According to Gunther Heeger of Maspeth, the originally German congregation became English-speaking in the 1940s and gradually evolved into something he described as “international.”

While the Ridgewood congregation has a number of Spanish-speaking members, the New Apostolic Church has congregations in Flushing and the Bronx where services are conducted entirely in Spanish. Some congregations offer services in Chinese and other languages.

Although a more diverse membership has changed the appearance of the congregation, members’ sense of faith and fellowship has remained constant throughout the course of the church’s 100-year history.

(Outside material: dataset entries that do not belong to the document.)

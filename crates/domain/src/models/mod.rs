//! Domain models for Coach Tracker.

pub mod invitation;
pub mod notification;
pub mod player;
pub mod training_session;
pub mod user;

pub use invitation::{Invitation, InvitationStatus, InvitationView};
pub use notification::{NewNotification, Notification, NotificationKind};
pub use player::Player;
pub use training_session::TrainingSession;
pub use user::{
    AdminOverview, BootstrapAdminRequest, LoginRequest, LoginResponse, User, UserActivity, UserRole,
};
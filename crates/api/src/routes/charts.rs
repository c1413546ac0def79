//! Performance chart route.

use axum::{
    extract::State,
    http::header,
    response::{IntoResponse, Response},
    Json,
};
use domain::models::TrainingSession;
use domain::services::chart::{
    build_chart, ChartGeometry, ChartMetric, ExerciseFilter, ExerciseMatch, ReferenceToggles,
};
use persistence::repositories::{PlayerRepository, TrainingSessionRepository};
use serde::Deserialize;
use uuid::Uuid;

use crate::app::AppState;
use crate::error::ApiError;
use crate::extractors::{PathParams, QueryParams};
use crate::routes::players::player_not_found;

/// Response representation of a chart.
#[derive(Debug, Clone, Copy, PartialEq, Eq, Default, Deserialize)]
#[serde(rename_all = "lowercase")]
pub enum ChartFormat {
    #[default]
    Json,
    Svg,
}

/// Query parameters for `GET /api/players/:id/chart`.
#[derive(Debug, Clone, Default, Deserialize)]
pub struct ChartQuery {
    pub metric: Option<ChartMetric>,
    pub exercise_type: Option<String>,
    #[serde(rename = "match")]
    pub match_mode: Option<ExerciseMatch>,
    pub format: Option<ChartFormat>,
    pub show_min: Option<bool>,
    pub show_avg: Option<bool>,
    pub show_max: Option<bool>,
}

impl ChartQuery {
    fn toggles(&self) -> ReferenceToggles {
        let defaults = ReferenceToggles::default();
        ReferenceToggles {
            show_min: self.show_min.unwrap_or(defaults.show_min),
            show_avg: self.show_avg.unwrap_or(defaults.show_avg),
            show_max: self.show_max.unwrap_or(defaults.show_max),
        }
    }

    fn filter(&self) -> Option<ExerciseFilter> {
        self.exercise_type
            .as_deref()
            .and_then(|e| ExerciseFilter::new(e, self.match_mode.unwrap_or_default()))
    }
}

/// Chart a player's sessions for one metric, as JSON or SVG.
///
/// GET /api/players/:id/chart
pub async fn player_chart(
    State(state): State<AppState>,
    PathParams(player_id): PathParams<Uuid>,
    QueryParams(query): QueryParams<ChartQuery>,
) -> Result<Response, ApiError> {
    let players = PlayerRepository::new(state.pool.clone());
    if players.find_by_id(player_id).await?.is_none() {
        return Err(player_not_found());
    }

    let repo = TrainingSessionRepository::new(state.pool.clone());
    let sessions: Vec<TrainingSession> = repo
        .list_for_player(player_id)
        .await?
        .into_iter()
        .map(TrainingSession::from)
        .collect();

    let filter = query.filter();
    let chart = build_chart(
        &sessions,
        query.metric.unwrap_or_default(),
        filter.as_ref(),
        ChartGeometry::default(),
        query.toggles(),
    );

    let response = match query.format.unwrap_or_default() {
        ChartFormat::Json => Json(chart).into_response(),
        ChartFormat::Svg => (
            [(header::CONTENT_TYPE, "image/svg+xml")],
            chart.to_svg(),
        )
            .into_response(),
    };

    Ok(response)
}
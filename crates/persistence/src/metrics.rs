//! Query timing and connection pool gauges.
//!
//! Every repository call is wrapped in a [`QueryTimer`]; the recorded
//! histogram carries the query name and whether it succeeded, so failed
//! renewal fan-outs or signups show up next to their latency.

use metrics::{counter, gauge, histogram};
use sqlx::PgPool;
use std::time::Instant;

/// How a timed query ended.
#[derive(Debug, Clone, Copy, PartialEq, Eq)]
pub enum QueryOutcome {
    Ok,
    Error,
}

impl QueryOutcome {
    pub fn of<T>(result: &Result<T, sqlx::Error>) -> Self {
        match result {
            Ok(_) => QueryOutcome::Ok,
            Err(_) => QueryOutcome::Error,
        }
    }

    pub fn as_str(&self) -> &'static str {
        match self {
            QueryOutcome::Ok => "ok",
            QueryOutcome::Error => "error",
        }
    }
}

/// Publishes pool size and idle connections. Called by the pool metrics job.
pub fn record_pool_metrics(pool: &PgPool) {
    let size = pool.size() as usize;
    let idle = pool.num_idle();

    gauge!("database_connections_active").set(size.saturating_sub(idle) as f64);
    gauge!("database_connections_idle").set(idle as f64);
    gauge!("database_connections_total").set(size as f64);
}

/// Times one repository operation.
///
/// ```ignore
/// let timer = QueryTimer::new("find_invitation_by_token");
/// let result = sqlx::query_as::<_, InvitationEntity>(...).fetch_optional(&pool).await;
/// timer.record(&result);
/// result
/// ```
#[derive(Debug)]
pub struct QueryTimer {
    query_name: &'static str,
    start: Instant,
}

impl QueryTimer {
    pub fn new(query_name: &'static str) -> Self {
        Self {
            query_name,
            start: Instant::now(),
        }
    }

    /// Records the elapsed time labelled with the outcome of `result`.
    pub fn record<T>(self, result: &Result<T, sqlx::Error>) {
        self.finish(QueryOutcome::of(result));
    }

    fn finish(self, outcome: QueryOutcome) {
        let elapsed = self.start.elapsed().as_secs_f64();

        histogram!(
            "database_query_duration_seconds",
            "query" => self.query_name,
            "outcome" => outcome.as_str()
        )
        .record(elapsed);

        if outcome == QueryOutcome::Error {
            counter!("database_query_errors_total", "query" => self.query_name).increment(1);
        }
    }
}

“It was a big part of my life and of the members of the congregation,” Heeger said. “All in all during the evening it was our endeavor to make the church activity our mainstay.”

What has remained less constant is the size of the congregation, which Wenzel said has become gradually smaller over the past generation.

“When I first came back in 1952, this church was always packed,” Wenzel said. “There was a large concentration of Germans in the area, but the younger generation moved out to the island and the elders went to eternity. So the congregation has shrunk over the years.”

Although membership has historically extended from generation to generation, Maguire said the church is reaching out to the surrounding community on a greater scale than ever before.

“This has been an all-out effort in the neighborhood and in the community,” she said. In addition to inviting neighbors to the celebration through local advertising, the church plans to erect a community bulletin board in the front of its property to promote neighbors’ involvement in church life.